**Record extracts**.
>>>

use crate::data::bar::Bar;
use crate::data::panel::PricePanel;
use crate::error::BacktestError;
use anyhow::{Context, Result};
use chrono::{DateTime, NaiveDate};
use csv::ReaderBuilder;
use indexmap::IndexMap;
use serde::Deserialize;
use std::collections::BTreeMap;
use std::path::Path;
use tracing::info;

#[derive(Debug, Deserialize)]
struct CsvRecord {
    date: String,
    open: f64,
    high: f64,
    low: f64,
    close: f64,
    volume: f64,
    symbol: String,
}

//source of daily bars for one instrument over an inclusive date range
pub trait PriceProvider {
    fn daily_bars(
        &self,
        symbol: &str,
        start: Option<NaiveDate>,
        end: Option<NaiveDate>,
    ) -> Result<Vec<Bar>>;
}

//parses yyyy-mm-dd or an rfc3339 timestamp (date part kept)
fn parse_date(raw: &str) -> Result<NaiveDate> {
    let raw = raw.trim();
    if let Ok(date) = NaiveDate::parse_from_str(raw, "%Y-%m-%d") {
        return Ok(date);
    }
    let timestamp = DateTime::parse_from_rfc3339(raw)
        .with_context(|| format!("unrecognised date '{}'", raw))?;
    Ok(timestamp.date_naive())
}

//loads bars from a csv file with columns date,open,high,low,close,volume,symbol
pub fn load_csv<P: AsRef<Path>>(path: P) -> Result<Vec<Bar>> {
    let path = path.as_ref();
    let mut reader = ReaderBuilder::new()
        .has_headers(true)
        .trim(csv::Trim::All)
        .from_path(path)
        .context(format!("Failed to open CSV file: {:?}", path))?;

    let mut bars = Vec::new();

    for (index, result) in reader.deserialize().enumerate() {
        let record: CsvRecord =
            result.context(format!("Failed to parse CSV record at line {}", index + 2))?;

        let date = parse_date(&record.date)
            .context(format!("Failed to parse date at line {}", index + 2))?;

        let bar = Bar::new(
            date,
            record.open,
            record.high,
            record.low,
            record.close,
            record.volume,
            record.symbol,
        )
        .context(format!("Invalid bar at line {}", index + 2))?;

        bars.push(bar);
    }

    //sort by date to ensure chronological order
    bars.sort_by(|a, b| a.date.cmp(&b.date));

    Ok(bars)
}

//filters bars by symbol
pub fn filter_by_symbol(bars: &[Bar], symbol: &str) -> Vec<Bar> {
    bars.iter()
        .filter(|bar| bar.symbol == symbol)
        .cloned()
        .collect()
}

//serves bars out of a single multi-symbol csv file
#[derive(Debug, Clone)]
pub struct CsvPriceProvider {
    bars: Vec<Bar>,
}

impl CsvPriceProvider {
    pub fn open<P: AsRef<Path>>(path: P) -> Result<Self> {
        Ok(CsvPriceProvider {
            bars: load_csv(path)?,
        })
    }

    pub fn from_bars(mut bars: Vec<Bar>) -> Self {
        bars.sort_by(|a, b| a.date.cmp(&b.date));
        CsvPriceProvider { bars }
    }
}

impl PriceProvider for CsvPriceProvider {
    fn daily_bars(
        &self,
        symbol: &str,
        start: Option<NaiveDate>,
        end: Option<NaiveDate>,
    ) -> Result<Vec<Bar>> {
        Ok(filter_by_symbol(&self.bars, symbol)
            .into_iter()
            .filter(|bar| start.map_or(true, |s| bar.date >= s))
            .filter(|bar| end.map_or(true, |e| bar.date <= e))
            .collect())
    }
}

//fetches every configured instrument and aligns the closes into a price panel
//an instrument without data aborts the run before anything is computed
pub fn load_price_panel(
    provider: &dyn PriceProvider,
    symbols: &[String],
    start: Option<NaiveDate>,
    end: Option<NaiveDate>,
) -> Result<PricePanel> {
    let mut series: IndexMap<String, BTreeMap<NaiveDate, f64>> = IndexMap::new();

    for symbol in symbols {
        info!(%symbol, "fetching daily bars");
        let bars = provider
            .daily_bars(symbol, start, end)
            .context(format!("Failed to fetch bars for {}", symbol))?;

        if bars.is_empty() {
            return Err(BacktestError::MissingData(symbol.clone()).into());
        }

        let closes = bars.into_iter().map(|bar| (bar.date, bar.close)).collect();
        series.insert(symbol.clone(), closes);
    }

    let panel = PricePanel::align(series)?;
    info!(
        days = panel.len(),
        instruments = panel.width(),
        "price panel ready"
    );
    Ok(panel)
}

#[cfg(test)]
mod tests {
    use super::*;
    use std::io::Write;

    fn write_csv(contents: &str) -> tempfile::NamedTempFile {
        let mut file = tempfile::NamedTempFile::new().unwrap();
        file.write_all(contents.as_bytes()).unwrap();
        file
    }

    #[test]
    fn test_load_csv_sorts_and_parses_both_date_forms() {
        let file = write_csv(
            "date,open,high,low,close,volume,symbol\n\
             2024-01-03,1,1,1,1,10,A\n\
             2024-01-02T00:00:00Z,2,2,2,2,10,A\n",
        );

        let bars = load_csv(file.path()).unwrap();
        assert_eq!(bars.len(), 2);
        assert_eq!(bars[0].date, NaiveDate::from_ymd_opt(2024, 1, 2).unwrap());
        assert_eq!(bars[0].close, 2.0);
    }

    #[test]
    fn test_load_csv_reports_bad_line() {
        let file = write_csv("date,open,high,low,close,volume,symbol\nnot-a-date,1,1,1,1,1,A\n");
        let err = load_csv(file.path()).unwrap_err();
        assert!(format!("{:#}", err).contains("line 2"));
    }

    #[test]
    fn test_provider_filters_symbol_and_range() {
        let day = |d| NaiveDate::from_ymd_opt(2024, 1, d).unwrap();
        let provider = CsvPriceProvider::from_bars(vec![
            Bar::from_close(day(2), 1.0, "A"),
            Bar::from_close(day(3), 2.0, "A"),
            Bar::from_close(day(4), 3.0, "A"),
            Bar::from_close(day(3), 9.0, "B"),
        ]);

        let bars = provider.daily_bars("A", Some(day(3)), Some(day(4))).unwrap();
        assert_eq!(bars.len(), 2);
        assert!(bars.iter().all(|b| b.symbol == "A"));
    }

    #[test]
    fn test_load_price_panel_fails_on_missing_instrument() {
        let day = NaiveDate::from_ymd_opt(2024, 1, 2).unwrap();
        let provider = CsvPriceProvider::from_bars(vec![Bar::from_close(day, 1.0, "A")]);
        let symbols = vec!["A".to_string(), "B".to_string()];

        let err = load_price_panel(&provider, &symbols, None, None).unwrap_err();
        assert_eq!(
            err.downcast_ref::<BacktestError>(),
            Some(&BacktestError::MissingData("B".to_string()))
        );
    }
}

<<<

**What you will do**.
Your answer should consist of each line of the data above in which the word "contents" occurs.

**Task solution**.
    fn write_csv(contents: &str) -> tempfile::NamedTempFile {
        file.write_all(contents.as_bytes()).unwrap();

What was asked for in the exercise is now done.